² The University of Western Ontario, Department of Biochemistry, London, Ontario, Canada N6A 5B7.

Abstract

Metabarcoding has become an important tool in the discovery of biodiversity, including fungi, which are the second most speciose group of eukaryotes, with diverse and important ecological roles in terrestrial ecosystems. We have designed and tested new PCR primers that target the D1 variable region of nuclear large subunit (LSU) ribosomal DNA; one set that targets the phylum Ascomycota and another that recovers all other fungal phyla. The primers yield amplicons compatible with the Illumina MiSeq platform, which is cost-effective and has a lower error rate than other high throughput sequencing platforms. The new primer set LSU200A-F/LSU476A-R (Ascomycota) yielded 95-98% of reads of target taxa from environmental samples, and primers LSU200-F/LSU481-R (all other fungi) yielded 72-80% of target reads. Both primer sets have fairly low rates of data loss, and together they cover a wide variety of fungal taxa. We compared our results with these primers by amplifying and sequencing a subset of samples using the previously described ITS3_KYO2/ITS4_KYO3 primers, which amplify the internal transcribed spacer 2 (ITS2) of Ascomycota and Basidiomycota.
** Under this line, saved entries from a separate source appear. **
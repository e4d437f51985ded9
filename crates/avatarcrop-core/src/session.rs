//! Event-driven session state for one cropping control instance.
//!
//! `CropSession` owns every piece of mutable state exclusively: the
//! configuration, the measured viewport, the loaded image and its cached
//! fit scale, the transform, the crop window, the live drag session, the
//! extractor scratch, the latest result, and the save busy flag.
//!
//! All mutation is synchronous inside the event-shaped methods. Every
//! transform-mutating operation resolves, extracts, and encodes before it
//! returns, so a consumer never observes a stale result between input
//! events. Operations invoked before an image is loaded and the viewport is
//! measured are silent no-ops returning `None`.

use thiserror::Error;

use crate::decode::{decode_upload, DecodeError, SourceImage};
use crate::encode::{encode, EncodedPayload};
use crate::extract::RegionExtractor;
use crate::geometry::{
    centered_offset, fit_scale, rescale_about_crop_center, resolve_source_rect, CropWindow,
    DragSession, ImageTransform, SourceRect, Vec2, Viewport, Zoom,
};
use crate::validate::{check_upload, UploadPolicy, ValidationError};
use crate::GeometryConfig;

/// Why an upload was rejected before becoming the session image.
#[derive(Debug, Error)]
pub enum UploadError {
    /// The type or size check failed; the message is user-facing.
    #[error(transparent)]
    Validation(#[from] ValidationError),

    /// The bytes passed validation but could not be decoded.
    #[error(transparent)]
    Decode(#[from] DecodeError),
}

/// The latest crop computation.
///
/// Regenerated after every transform or crop-window mutation; the newest
/// value is what a save hands to the embedding application, and what a live
/// preview displays.
#[derive(Debug, Clone, PartialEq)]
pub struct CroppedResult {
    /// The crop window, in container coordinates.
    pub area: CropWindow,
    /// The resolved source rectangle, in source pixel coordinates.
    pub source: SourceRect,
    /// The encoded output. `None` while encoding is unavailable.
    pub payload: Option<EncodedPayload>,
}

/// State machine for one cropping control.
pub struct CropSession {
    geometry: GeometryConfig,
    policy: UploadPolicy,
    viewport: Viewport,
    image: Option<SourceImage>,
    /// Initial-fit scale, computed once per loaded image. `None` doubles as
    /// "initialization still pending".
    fit: Option<f64>,
    transform: ImageTransform,
    crop: CropWindow,
    drag: Option<DragSession>,
    extractor: RegionExtractor,
    latest: Option<CroppedResult>,
    saving: bool,
}

impl CropSession {
    /// Create a session from configuration. No image is loaded and the
    /// viewport is unmeasured; the pipeline stays inert until both arrive.
    pub fn new(geometry: GeometryConfig, policy: UploadPolicy) -> Self {
        let crop = CropWindow::sized(geometry.size, geometry.aspect_ratio);
        Self {
            geometry,
            policy,
            viewport: Viewport::default(),
            image: None,
            fit: None,
            transform: ImageTransform::default(),
            crop,
            drag: None,
            extractor: RegionExtractor::new(),
            latest: None,
            saving: false,
        }
    }

    /// Create a session with the stock configuration.
    pub fn with_defaults() -> Self {
        Self::new(GeometryConfig::default(), UploadPolicy::default())
    }

    pub fn geometry(&self) -> &GeometryConfig {
        &self.geometry
    }

    pub fn policy(&self) -> &UploadPolicy {
        &self.policy
    }

    pub fn viewport(&self) -> Viewport {
        self.viewport
    }

    pub fn crop_window(&self) -> CropWindow {
        self.crop
    }

    pub fn transform(&self) -> ImageTransform {
        self.transform
    }

    pub fn image(&self) -> Option<&SourceImage> {
        self.image.as_ref()
    }

    /// The newest crop computation, if the pipeline has run at all.
    pub fn latest(&self) -> Option<&CroppedResult> {
        self.latest.as_ref()
    }

    /// An image is loaded and initialization has run.
    pub fn is_ready(&self) -> bool {
        self.image.is_some() && self.fit.is_some()
    }

    pub fn is_saving(&self) -> bool {
        self.saving
    }

    /// The zoom factor currently applied to the image.
    pub fn effective_scale(&self) -> Option<f64> {
        self.fit.map(|fit| self.transform.zoom.effective(fit))
    }

    /// Slider position reflecting the stored zoom state.
    pub fn zoom_value(&self) -> f64 {
        self.transform.zoom.slider_value()
    }

    /// Report the container's measured size.
    ///
    /// Initialization is deferred until both dimensions are positive, then
    /// retried here; a container that was not laid out yet simply reports
    /// again once it is.
    pub fn measure_viewport(&mut self, width: f64, height: f64) -> Option<&CroppedResult> {
        self.viewport = Viewport::new(width, height);
        self.try_initialize()
    }

    /// Validate, decode, and install an uploaded file.
    ///
    /// On rejection the previous image and crop state stay untouched.
    /// Ignored while a save is in flight, mirroring the disabled
    /// file-change control.
    pub fn load_upload(
        &mut self,
        mime: &str,
        bytes: &[u8],
    ) -> Result<Option<&CroppedResult>, UploadError> {
        if self.saving {
            return Ok(None);
        }
        check_upload(mime, bytes.len(), &self.policy)?;
        let image = decode_upload(bytes)?;
        Ok(self.install_image(image))
    }

    /// Replace the session image, discarding all prior geometry: zoom back
    /// to fit, drag session gone, nothing of the old transform survives.
    pub fn install_image(&mut self, image: SourceImage) -> Option<&CroppedResult> {
        self.image = Some(image);
        self.fit = None;
        self.transform = ImageTransform::default();
        self.drag = None;
        self.latest = None;
        self.try_initialize()
    }

    /// Pointer pressed. No-ops when dragging is disabled by configuration
    /// or nothing is loaded yet.
    pub fn drag_start(&mut self, x: f64, y: f64) {
        if !self.geometry.allow_drag || !self.is_ready() {
            return;
        }
        self.drag = Some(DragSession::begin(Vec2::new(x, y)));
    }

    /// Pointer moved while pressed.
    ///
    /// Translates the image by the raw pointer delta and recomputes; zoom
    /// affects how big the image renders, never how fast it drags.
    pub fn drag_move(&mut self, x: f64, y: f64) -> Option<&CroppedResult> {
        if !self.geometry.allow_drag {
            return None;
        }
        let drag = self.drag.as_mut()?;
        let delta = drag.advance(Vec2::new(x, y));
        self.transform.offset += delta;
        self.recompute()
    }

    /// Pointer released. Idempotent: releasing twice, or without a prior
    /// drag-start, is a no-op both times.
    pub fn drag_end(&mut self) {
        self.drag = None;
    }

    /// Zoom slider moved.
    ///
    /// Clamps the value into `[min_zoom, max_zoom]` and rescales about the
    /// crop-window center, keeping the point the user is looking at fixed.
    /// The slider minimum maps back to the fit state.
    pub fn zoom_to(&mut self, value: f64) -> Option<&CroppedResult> {
        if !self.geometry.allow_zoom || !self.is_ready() {
            return None;
        }
        let fit = self.fit?;
        let image = self.image.as_ref()?;

        let clamped = value.clamp(self.geometry.min_zoom, self.geometry.max_zoom);
        self.transform = rescale_about_crop_center(
            self.transform,
            image.width as f64,
            image.height as f64,
            fit,
            Zoom::from_slider(clamped),
            self.crop.center(),
        );
        self.recompute()
    }

    /// Claim the latest payload for saving.
    ///
    /// Sets the busy flag and refuses re-entry until [`finish_save`] runs.
    /// Returns `None` when already saving or when there is nothing to save.
    ///
    /// [`finish_save`]: CropSession::finish_save
    pub fn begin_save(&mut self) -> Option<EncodedPayload> {
        if self.saving {
            return None;
        }
        let payload = self.latest.as_ref()?.payload.clone()?;
        self.saving = true;
        Some(payload)
    }

    /// Release the save busy flag.
    ///
    /// Called on success and failure alike; a rejecting save handler must
    /// never leave the control wedged.
    pub fn finish_save(&mut self) {
        self.saving = false;
    }

    /// Download name for the default save path.
    pub fn suggested_file_name(&self) -> String {
        format!(
            "profile-picture.{}",
            self.geometry.output_format.extension()
        )
    }

    /// Run fit-and-center once the image and a measured viewport are both
    /// present. Safe to call repeatedly; it only acts while initialization
    /// is pending.
    fn try_initialize(&mut self) -> Option<&CroppedResult> {
        if self.fit.is_some() {
            return self.latest.as_ref();
        }
        if !self.viewport.is_measured() {
            return None;
        }
        let image = self.image.as_ref()?;

        let (img_w, img_h) = (image.width as f64, image.height as f64);
        let fit = fit_scale(img_w, img_h, self.viewport);
        self.fit = Some(fit);

        let effective = self.transform.zoom.effective(fit);
        self.transform.offset = centered_offset(img_w, img_h, effective, self.viewport);
        self.crop.center_in(self.viewport);

        self.recompute()
    }

    /// Resolve the source rectangle, extract, and encode, synchronously
    /// inside the mutating event, so no stale result is ever observable.
    fn recompute(&mut self) -> Option<&CroppedResult> {
        let effective = self.effective_scale()?;
        let image = self.image.as_ref()?;
        let source = resolve_source_rect(self.transform.offset, effective, &self.crop);

        let shape = self.geometry.crop_shape;
        let format = self.geometry.output_format;
        let quality = self.geometry.output_quality;
        let out_width = self.crop.width.round() as u32;
        let out_height = self.crop.height.round() as u32;

        let payload = self
            .extractor
            .extract(image, &source, shape, out_width, out_height)
            .and_then(|raster| encode(raster, out_width, out_height, format, quality).ok())
            .map(|bytes| EncodedPayload { format, bytes });

        self.latest = Some(CroppedResult {
            area: self.crop,
            source,
            payload,
        });
        self.latest.as_ref()
    }
}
With approximately equivalent read depth, our LSU primers recovered a greater number and phylogenetic diversity of sequences than the ITS2 primers. For instance, ITS3_KYO2/ITS4_KYO3 primers failed to pick up any members of Eurotiales, Mytilinidiales, Pezizales, Saccharomycetales, or Venturiales within Ascomycota, or members of Exobasidiomycetes, Microbotryomycetes, Pucciniomycetes, or Tremellomycetes within Basidiomycota, which were retrieved in good numbers from the same samples by our LSU primers. Among the OTUs recovered using the LSU primers were 127 genera and 28 species that were not obtained using the ITS2 primers, although the ITS2 primers recovered 10 unique genera and 16 species that were not obtained using either of the LSU primers These features identify the new primer sets developed in this study as useful complements to other universal primers for the study of fungal diversity and community composition.

MeSH terms

Ascomycota / genetics*
Basidiomycota / genetics*
DNA Barcoding, Taxonomic / methods*
DNA Primers / genetics*
DNA, Fungal / genetics*
DNA, Ribosomal Spacer / genetics*
Polymerase Chain Reaction / methods
Ribosome Subunits, Large, Eukaryotic / genetics*
Species Specificity

Substances

DNA Primers
DNA, Fungal
DNA, Ribosomal Spacer

Grants and funding

This work was supported in part by Natural Sciences and Engineering Research Council (Canada) Engage Partnership Grant Program EGP 446568-13 to RGT and partner Entomogen, Inc. Parks Canada provided financial and logistical support for fieldwork by M. Bidochka and F. Hunter (Entomogen) in Torngat Mountains National Park. Funding for ZL is from the Natural Sciences and Engineering Research Council of Canada (NSERC) Discovery Grants Program (#418241-2012). The funders had no role in study design, data collection and analysis, decision to publish, or preparation of the manuscript.